*What is being asked*. Filter the data below, keeping only lines that contain "bool".

(Dataset entries)
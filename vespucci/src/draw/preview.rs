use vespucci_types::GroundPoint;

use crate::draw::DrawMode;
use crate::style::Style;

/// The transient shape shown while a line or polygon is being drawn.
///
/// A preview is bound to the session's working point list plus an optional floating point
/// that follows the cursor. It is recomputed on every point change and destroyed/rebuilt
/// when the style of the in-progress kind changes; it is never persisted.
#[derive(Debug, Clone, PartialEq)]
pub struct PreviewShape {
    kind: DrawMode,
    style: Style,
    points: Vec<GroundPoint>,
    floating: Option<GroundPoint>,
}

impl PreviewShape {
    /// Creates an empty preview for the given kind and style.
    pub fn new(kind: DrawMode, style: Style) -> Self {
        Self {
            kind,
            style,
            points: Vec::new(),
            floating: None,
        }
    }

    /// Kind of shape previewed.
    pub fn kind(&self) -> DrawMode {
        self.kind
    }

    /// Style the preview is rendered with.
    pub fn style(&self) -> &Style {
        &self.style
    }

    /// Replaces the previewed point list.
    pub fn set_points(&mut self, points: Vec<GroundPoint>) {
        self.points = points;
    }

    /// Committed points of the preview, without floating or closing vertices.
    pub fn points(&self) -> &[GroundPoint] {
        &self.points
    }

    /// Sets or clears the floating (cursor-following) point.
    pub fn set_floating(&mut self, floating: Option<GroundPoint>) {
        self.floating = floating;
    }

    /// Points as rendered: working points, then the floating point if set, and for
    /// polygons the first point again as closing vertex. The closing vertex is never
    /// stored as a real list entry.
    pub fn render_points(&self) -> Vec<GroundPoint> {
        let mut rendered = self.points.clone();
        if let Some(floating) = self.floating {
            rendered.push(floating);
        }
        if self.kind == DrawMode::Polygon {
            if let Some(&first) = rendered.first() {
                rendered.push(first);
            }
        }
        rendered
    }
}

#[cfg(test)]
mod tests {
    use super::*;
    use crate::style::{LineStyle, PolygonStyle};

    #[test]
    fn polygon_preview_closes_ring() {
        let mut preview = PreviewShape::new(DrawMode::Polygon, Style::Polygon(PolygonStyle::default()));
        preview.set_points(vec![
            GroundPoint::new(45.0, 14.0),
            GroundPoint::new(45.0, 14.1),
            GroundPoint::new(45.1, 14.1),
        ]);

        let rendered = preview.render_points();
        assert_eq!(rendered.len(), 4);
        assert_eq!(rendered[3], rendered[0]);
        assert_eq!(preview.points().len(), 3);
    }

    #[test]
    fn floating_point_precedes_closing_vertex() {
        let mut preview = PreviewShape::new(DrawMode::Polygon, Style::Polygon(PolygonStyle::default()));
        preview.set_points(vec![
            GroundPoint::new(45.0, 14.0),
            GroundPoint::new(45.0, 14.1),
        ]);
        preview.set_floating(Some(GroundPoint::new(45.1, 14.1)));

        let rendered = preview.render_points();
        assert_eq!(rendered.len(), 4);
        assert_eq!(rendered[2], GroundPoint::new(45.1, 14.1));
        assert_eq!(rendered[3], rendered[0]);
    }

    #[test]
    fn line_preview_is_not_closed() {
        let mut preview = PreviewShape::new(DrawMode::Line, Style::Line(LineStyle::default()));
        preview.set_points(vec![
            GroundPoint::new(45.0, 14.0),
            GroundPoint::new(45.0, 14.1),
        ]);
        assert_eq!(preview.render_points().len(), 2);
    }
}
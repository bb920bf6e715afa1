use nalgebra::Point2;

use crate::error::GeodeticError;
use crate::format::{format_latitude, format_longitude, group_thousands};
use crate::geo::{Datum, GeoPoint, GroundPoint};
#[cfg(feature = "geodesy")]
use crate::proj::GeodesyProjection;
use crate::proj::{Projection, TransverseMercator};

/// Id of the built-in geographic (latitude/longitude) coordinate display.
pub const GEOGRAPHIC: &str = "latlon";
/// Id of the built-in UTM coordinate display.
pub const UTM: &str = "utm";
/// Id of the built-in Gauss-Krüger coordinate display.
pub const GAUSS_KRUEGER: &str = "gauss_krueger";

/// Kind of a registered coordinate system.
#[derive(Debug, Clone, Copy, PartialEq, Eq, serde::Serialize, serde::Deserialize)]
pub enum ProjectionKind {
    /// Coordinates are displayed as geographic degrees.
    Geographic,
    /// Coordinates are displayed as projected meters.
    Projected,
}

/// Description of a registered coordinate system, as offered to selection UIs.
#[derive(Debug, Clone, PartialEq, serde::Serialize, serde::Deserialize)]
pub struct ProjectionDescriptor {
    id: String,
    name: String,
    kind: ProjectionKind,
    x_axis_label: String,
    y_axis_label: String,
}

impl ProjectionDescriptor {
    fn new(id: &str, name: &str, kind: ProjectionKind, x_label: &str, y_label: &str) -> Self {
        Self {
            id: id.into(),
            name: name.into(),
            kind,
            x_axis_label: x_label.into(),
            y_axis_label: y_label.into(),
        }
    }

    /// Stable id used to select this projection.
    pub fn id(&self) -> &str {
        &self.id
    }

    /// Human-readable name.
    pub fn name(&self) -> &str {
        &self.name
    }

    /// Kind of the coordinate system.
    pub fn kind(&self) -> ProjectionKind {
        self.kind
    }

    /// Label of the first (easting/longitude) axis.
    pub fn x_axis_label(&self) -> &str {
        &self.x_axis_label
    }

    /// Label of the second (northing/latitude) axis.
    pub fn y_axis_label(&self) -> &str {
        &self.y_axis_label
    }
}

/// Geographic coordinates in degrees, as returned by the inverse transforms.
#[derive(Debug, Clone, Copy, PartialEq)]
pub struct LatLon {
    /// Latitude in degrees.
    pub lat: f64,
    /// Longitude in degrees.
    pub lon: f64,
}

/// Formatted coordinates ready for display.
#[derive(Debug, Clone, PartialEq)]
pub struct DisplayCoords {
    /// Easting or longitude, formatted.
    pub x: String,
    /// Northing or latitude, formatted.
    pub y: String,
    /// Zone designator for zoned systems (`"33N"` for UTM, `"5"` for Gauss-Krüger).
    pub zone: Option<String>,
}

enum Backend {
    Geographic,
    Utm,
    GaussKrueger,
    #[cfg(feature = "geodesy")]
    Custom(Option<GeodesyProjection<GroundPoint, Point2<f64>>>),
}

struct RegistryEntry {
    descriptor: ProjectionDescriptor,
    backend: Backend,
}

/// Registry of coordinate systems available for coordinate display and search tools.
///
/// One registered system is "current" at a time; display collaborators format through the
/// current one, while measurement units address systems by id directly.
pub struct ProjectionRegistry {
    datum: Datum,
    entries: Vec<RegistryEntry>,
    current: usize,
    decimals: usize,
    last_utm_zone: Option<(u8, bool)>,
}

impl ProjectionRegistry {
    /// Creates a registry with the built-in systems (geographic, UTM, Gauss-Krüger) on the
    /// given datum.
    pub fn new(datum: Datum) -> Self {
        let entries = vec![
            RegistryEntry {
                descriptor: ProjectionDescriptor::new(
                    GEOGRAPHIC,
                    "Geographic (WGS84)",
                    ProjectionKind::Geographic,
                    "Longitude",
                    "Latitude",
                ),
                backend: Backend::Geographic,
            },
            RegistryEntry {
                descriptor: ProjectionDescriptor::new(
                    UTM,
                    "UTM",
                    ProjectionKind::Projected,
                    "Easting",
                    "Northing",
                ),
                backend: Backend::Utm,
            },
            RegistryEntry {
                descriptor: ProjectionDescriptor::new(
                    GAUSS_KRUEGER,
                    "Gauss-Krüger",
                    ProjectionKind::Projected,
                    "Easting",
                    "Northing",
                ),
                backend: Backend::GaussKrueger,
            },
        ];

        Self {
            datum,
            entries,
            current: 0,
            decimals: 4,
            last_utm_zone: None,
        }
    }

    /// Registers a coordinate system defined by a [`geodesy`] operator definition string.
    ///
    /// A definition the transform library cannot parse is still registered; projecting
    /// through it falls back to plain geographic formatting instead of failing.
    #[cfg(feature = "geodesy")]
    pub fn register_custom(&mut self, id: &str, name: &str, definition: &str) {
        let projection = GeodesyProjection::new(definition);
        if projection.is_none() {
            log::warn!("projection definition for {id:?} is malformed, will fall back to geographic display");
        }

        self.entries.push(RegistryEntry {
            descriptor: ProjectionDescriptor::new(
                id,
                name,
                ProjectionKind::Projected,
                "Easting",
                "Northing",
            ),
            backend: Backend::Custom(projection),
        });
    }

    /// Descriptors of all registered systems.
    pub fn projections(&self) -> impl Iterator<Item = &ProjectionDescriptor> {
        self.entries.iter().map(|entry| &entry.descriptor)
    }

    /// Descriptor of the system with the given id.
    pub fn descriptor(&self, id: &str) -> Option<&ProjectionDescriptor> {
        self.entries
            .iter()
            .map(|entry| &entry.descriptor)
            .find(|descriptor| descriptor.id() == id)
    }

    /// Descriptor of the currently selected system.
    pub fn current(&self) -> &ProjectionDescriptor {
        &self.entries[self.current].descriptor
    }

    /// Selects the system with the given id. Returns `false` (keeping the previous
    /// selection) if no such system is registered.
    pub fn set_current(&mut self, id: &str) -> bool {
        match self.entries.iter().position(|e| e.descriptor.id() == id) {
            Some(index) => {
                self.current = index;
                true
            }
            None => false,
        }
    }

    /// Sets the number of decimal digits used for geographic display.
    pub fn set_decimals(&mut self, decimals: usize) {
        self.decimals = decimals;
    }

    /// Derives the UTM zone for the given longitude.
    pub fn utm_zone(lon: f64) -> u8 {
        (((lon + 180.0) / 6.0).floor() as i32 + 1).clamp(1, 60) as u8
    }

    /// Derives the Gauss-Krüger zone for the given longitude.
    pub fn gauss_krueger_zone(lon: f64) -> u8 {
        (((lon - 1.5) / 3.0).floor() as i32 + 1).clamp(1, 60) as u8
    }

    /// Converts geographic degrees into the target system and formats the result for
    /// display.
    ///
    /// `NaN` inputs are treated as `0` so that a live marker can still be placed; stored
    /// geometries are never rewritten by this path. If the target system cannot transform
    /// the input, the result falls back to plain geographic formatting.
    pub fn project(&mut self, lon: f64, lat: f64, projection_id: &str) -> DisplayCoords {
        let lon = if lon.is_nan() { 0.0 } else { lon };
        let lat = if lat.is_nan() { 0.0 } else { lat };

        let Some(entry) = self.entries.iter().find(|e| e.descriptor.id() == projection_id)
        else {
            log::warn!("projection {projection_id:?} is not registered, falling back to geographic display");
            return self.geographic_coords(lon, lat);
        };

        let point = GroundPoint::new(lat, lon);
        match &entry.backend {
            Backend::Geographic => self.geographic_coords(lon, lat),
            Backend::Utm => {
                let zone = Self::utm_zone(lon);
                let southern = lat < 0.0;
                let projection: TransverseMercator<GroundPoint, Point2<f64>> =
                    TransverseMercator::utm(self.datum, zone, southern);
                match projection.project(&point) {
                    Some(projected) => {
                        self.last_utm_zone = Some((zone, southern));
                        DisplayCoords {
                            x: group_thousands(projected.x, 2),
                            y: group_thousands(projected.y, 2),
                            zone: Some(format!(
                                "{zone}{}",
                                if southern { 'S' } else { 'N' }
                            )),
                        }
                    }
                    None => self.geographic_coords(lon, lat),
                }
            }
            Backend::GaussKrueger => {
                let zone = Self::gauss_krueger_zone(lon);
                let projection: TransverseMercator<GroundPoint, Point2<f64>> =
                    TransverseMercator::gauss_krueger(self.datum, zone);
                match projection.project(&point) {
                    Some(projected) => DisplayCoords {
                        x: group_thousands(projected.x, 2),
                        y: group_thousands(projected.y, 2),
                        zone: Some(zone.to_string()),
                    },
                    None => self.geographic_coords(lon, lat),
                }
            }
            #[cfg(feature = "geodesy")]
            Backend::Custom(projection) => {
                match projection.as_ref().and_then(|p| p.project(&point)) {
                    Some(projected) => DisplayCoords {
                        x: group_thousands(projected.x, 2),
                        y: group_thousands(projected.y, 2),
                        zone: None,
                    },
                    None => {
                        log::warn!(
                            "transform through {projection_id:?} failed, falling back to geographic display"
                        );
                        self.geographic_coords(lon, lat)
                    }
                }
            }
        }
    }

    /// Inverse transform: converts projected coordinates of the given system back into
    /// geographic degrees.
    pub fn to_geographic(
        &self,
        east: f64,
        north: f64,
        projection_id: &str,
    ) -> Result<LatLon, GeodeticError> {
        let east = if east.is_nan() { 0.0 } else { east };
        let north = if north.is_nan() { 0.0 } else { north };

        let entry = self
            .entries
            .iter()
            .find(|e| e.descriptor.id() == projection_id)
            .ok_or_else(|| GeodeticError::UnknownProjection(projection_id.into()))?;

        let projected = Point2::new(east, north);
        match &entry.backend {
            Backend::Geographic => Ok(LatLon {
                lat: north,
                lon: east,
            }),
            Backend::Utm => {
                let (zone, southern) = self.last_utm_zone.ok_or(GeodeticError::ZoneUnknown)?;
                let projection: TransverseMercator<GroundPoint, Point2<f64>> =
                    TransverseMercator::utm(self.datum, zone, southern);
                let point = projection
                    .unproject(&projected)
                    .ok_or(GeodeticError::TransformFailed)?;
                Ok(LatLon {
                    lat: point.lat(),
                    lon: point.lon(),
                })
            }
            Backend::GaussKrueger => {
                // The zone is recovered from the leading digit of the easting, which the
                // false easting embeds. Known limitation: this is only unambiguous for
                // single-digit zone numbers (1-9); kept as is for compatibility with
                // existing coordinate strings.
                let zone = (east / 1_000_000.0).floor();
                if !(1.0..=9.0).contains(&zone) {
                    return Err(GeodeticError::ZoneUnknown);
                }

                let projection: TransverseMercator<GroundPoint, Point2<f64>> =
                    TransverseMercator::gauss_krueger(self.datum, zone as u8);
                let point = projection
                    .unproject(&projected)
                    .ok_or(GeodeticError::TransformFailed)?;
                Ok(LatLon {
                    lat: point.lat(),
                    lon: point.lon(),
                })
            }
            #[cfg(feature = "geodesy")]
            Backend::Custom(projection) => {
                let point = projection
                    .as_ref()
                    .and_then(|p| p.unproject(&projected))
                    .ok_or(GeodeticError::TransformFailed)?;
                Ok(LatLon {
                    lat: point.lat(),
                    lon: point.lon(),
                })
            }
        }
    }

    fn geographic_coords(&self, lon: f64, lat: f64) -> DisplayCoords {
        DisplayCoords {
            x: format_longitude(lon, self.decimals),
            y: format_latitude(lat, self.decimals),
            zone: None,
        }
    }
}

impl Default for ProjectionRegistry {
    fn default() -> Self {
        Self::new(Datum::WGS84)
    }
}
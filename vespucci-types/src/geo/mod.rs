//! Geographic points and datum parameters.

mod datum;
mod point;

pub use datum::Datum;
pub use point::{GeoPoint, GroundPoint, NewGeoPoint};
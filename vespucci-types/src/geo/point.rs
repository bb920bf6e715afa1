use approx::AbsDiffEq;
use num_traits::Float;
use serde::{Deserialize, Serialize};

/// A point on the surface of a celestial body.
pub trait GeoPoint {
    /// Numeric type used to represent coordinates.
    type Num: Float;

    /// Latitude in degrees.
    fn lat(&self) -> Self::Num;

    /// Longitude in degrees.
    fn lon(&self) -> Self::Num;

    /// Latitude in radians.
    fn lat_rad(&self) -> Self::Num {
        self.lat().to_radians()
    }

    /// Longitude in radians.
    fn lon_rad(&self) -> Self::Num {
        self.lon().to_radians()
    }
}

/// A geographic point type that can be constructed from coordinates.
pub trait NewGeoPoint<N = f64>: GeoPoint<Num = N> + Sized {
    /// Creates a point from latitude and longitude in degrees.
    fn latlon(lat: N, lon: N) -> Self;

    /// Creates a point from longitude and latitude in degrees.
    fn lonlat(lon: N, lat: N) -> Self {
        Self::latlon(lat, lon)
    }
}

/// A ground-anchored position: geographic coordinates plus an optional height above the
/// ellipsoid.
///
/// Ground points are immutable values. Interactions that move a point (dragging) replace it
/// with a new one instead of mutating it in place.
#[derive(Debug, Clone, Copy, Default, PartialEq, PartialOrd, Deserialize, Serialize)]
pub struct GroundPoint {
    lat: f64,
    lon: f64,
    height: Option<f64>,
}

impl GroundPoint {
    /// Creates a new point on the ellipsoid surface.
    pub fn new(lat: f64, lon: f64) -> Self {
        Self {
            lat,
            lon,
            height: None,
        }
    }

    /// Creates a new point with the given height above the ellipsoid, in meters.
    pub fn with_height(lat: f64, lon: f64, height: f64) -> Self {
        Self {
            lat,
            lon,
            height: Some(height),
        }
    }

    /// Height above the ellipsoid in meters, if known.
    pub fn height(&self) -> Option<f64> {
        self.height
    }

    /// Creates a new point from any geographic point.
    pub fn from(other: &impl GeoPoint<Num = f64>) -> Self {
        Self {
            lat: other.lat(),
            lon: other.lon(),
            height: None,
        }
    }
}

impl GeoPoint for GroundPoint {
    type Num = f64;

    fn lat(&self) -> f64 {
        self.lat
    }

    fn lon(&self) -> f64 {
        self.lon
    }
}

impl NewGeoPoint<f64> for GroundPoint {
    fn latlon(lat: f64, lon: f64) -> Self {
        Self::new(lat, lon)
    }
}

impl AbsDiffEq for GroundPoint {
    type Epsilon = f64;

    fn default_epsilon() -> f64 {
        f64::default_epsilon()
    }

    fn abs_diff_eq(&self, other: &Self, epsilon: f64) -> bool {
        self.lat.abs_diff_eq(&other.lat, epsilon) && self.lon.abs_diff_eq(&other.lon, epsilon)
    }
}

*Result of this task*.
    last_utm_zone: Option<(u8, bool)>,
    pub fn set_current(&mut self, id: &str) -> bool {
    fn abs_diff_eq(&self, other: &Self, epsilon: f64) -> bool {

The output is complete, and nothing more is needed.